Judge To Idaho: Put Education Funding Initiative On The Ballot Or OK Online Signatures
A federal judge has ruled Idaho must either allow a ballot initiative campaign to collect signatures electronically, or include the initiative on the general election ballot in November.
Reclaim Idaho, the group behind the successful Medicaid expansion initiative in 2018, sued the state earlier this month after Gov. Brad Little and Secretary of State Lawerence Denney declined to allow it to collect signatures online amid a global pandemic.
Its latest campaign would raise taxes on the wealthy and corporations to boost education funding in Idaho by $170 million annually.
Judge Lynn Winmill is giving the state until Friday afternoon to make its choice.
Ruling from the bench during the online court hearing, Winmill commended Little and Denney for their response to the pandemic and their obligation to enforce the laws of the state.
“But in this case, doing so brought them in conflict with the plaintiff’s First Amendment rights,” he said.
A full written opinion will be released at a later date.
“This court decision is a major victory for the kids of Idaho, for the working families of Idaho who want to give their kids a chance to succeed and, maybe more than anything, this decision is a major victory for the constitutional right of every Idaho citizen to petition their government,” said Luke Mayville, a co-founder of Reclaim Idaho.
But the group won’t have much time to celebrate. Little and Denney said they plan to appeal the ruling, calling the decision “a surprising exercise of judicial activism.
Reclaim Idaho said it had collected roughly 30,000 signatures out of the 55,000 it needed to qualify the initiative for the ballot by mid-March when the coronavirus pandemic began sweeping through the United States. The deadline to turn in those signatures was in April.
The group asked both the secretary of state’s office and the governor’s office to make an exception in unprecedented times to allow for online signature gathering when collecting them in-person risked spreading the virus.
Each of them responded that doing so was outside the bounds of the law set by the Idaho legislature, though both bent those regulations while running Idaho’s first all absentee ballot primary this spring.
An attempt to push a bill through the state legislature, which was still convened in March, also failed.

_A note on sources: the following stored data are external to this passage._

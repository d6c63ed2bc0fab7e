//! Exponential backoff for transient backend faults.

use std::future::Future;
use std::time::Duration;
use taskforge_config::RetryConfig;
use taskforge_core::error::ProviderError;
use tokio_util::sync::CancellationToken;
use tracing::warn;

#[derive(Debug, Clone, Copy, PartialEq, Eq)]
pub struct RetryPolicy {
    /// Retries after the first attempt
    pub max_retries: u32,
    pub base_delay: Duration,
}

impl Default for RetryPolicy {
    fn default() -> Self {
        Self::from_config(&RetryConfig::default())
    }
}

impl RetryPolicy {
    pub fn new(max_retries: u32, base_delay: Duration) -> Self {
        Self {
            max_retries,
            base_delay,
        }
    }

    pub fn from_config(config: &RetryConfig) -> Self {
        Self::new(config.max_retries, Duration::from_millis(config.base_delay_ms))
    }

    /// A policy that never retries.
    pub fn none() -> Self {
        Self::new(0, Duration::ZERO)
    }

    /// Delay before retry number `attempt` (0-based): `base * 2^attempt`.
    pub fn delay_for(&self, attempt: u32) -> Duration {
        let factor = 2u32.saturating_pow(attempt);
        self.base_delay.saturating_mul(factor)
    }

    /// Run `op` until it succeeds, fails with a non-retryable kind, or the
    /// retries are spent. `op` receives the 0-based attempt number.
    pub async fn run<T, F, Fut>(&self, cancel: &CancellationToken, mut op: F) -> Result<T, ProviderError>
    where
        F: FnMut(u32) -> Fut,
        Fut: Future<Output = Result<T, ProviderError>>,
    {
        let mut attempt = 0;
        loop {
            if cancel.is_cancelled() {
                return Err(ProviderError::Cancelled);
            }

            match op(attempt).await {
                Ok(value) => return Ok(value),
                Err(e) if e.is_retryable() && attempt < self.max_retries => {
                    let delay = self.delay_for(attempt);
                    warn!(
                        attempt = attempt + 1,
                        max_retries = self.max_retries,
                        delay_ms = delay.as_millis() as u64,
                        error = %e,
                        "Backend call failed, backing off"
                    );
                    sleep_or_cancel(delay, cancel).await?;
                    attempt += 1;
                }
                Err(e) => return Err(e),
            }
        }
    }
}

/// Sleep for `duration` unless `cancel` fires first.
pub async fn sleep_or_cancel(duration: Duration, cancel: &CancellationToken) -> Result<(), ProviderError> {
    tokio::select! {
        _ = cancel.cancelled() => Err(ProviderError::Cancelled),
        _ = tokio::time::sleep(duration) => Ok(()),
    }
}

The group eventually suspended its campaign to protect its volunteers – many of whom are older and vulnerable to COVID-19, if they contract it.
Deborah Ferguson, an attorney representing Reclaim Idaho, said the group applauded Little’s decision to issue his stay at home order.

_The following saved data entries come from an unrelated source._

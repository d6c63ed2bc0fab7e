//! Domain events published while a run progresses.
//!
//! Events are published when something interesting happens during a run.
//! Front ends and metrics collectors subscribe without touching the loop.

use chrono::{DateTime, Utc};
use serde::{Deserialize, Serialize};
use std::sync::Arc;
use tokio::sync::broadcast;

/// All domain events in the system.
#[derive(Debug, Clone, Serialize, Deserialize)]
pub enum DomainEvent {
    /// The backend answered one request
    BackendCallCompleted {
        run_id: String,
        model: String,
        tokens_used: u32,
        duration_ms: u64,
        timestamp: DateTime<Utc>,
    },

    /// A tool was executed
    ToolExecuted {
        tool_name: String,
        status: String,
        duration_ms: u64,
        timestamp: DateTime<Utc>,
    },

    /// The confirmation gate decided on a call
    ConfirmationResolved {
        tool_name: String,
        operation: String,
        approved: bool,
        timestamp: DateTime<Utc>,
    },

    /// A run reached a terminal state
    RunFinished {
        run_id: String,
        stop_reason: String,
        iterations: u32,
        tokens_used: u64,
        timestamp: DateTime<Utc>,
    },
}

/// A broadcast-based event bus for domain events.
///
/// Uses `tokio::sync::broadcast` for multi-consumer pub/sub.
pub struct EventBus {
    sender: broadcast::Sender<Arc<DomainEvent>>,
}

impl EventBus {
    /// Create a new event bus with the given capacity.
    pub fn new(capacity: usize) -> Self {
        let (sender, _) = broadcast::channel(capacity);
        Self { sender }
    }

    /// Publish an event to all subscribers.
    pub fn publish(&self, event: DomainEvent) {
        // No subscribers is fine
        let _ = self.sender.send(Arc::new(event));
    }

    pub fn subscribe(&self) -> broadcast::Receiver<Arc<DomainEvent>> {
        self.sender.subscribe()
    }
}

impl Default for EventBus {
    fn default() -> Self {
        Self::new(256)
    }
}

“But our democracy allows these core fundamental rights regardless of a public health emergency,” Ferguson said.
Deputy Attorney General Robert Berry unsuccessfully argued that the group could’ve avoided this had it taken advantage of the full 18 months Idaho law gives ballot initiative campaigns to collect signatures.
“I don’t think the constitution requires individuals exercising their First Amendment Rights to be precluded from procrastination,” Winmill said, adding that Reclaim Idaho had demonstrated success in the past and was on a positive trajectory to meet state requirements.
The victory is part of a mixed record nationally when it comes to ballot initiative campaigns pushing back against state election laws during the pandemic.
Last month, a panel of 6th Circuit Court of Appeals judges temporarily blocked a lower court ruling allowing a campaign in Ohio to collect signatures online. A federal judge in North Dakota also rejected a similar lawsuit.
But the Arkansas Supreme Court allowed the practice after a ballot initiative group there sued. A federal court also recently upheld Colorado Gov. Jared Polis’s actions to suspend state laws prohibiting online signature gathering.